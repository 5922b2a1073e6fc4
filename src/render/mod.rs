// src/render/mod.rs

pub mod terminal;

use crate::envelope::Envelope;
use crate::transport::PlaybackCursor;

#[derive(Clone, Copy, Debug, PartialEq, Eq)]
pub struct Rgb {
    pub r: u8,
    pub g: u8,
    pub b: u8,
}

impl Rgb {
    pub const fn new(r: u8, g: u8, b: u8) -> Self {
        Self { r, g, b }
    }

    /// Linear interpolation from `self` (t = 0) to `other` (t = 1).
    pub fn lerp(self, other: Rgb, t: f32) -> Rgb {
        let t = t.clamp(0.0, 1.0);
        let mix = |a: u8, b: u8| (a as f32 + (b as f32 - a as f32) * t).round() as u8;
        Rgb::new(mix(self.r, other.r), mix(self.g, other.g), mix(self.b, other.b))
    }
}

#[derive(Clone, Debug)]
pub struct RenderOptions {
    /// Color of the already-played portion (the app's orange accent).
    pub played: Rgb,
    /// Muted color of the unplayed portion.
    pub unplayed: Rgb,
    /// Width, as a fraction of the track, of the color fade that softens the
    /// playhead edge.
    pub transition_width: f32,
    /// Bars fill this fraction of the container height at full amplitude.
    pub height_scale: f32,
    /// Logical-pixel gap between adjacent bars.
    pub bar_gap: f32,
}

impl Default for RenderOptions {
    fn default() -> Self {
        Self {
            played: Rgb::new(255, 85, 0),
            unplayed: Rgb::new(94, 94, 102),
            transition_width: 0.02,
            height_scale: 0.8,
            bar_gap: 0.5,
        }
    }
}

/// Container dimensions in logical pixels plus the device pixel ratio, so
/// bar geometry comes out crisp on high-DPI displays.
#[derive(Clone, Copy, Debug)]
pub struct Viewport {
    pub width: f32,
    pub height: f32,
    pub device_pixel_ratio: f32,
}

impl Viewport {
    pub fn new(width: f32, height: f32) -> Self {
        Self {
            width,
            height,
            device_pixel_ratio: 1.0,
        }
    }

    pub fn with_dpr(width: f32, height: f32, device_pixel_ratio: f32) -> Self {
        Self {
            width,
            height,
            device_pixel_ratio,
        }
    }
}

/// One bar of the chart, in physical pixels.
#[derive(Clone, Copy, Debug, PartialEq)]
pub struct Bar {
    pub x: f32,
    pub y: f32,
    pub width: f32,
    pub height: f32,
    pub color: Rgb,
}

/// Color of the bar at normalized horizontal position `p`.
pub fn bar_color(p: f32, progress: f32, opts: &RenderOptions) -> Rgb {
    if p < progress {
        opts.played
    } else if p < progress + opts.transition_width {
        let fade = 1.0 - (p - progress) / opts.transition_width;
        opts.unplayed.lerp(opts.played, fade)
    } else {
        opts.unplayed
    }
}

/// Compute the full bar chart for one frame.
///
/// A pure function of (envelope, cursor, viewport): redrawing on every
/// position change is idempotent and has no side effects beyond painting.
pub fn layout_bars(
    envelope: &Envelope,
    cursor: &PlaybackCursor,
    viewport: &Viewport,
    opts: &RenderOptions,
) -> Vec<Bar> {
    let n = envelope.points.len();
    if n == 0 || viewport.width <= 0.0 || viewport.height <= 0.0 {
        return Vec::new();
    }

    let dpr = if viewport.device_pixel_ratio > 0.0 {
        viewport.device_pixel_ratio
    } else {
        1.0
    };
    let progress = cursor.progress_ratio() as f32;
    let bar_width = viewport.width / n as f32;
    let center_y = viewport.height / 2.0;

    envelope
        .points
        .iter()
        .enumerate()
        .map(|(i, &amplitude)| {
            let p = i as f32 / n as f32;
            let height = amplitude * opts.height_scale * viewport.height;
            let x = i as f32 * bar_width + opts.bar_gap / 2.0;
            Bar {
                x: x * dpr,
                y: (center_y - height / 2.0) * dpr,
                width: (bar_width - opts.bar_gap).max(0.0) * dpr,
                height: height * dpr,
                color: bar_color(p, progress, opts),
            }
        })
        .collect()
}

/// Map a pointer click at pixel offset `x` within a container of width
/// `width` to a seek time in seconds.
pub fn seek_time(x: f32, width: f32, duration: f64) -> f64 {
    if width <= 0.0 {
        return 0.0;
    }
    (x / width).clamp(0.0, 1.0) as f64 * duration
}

▶ Instructions to follow
Print the line that contains "if width <= 0.0", then every later line of the entries above up to and including the last, all exactly as written.

▶ Answer to this exercise
    if width <= 0.0 {
        return 0.0;
    }
    (x / width).clamp(0.0, 1.0) as f64 * duration
}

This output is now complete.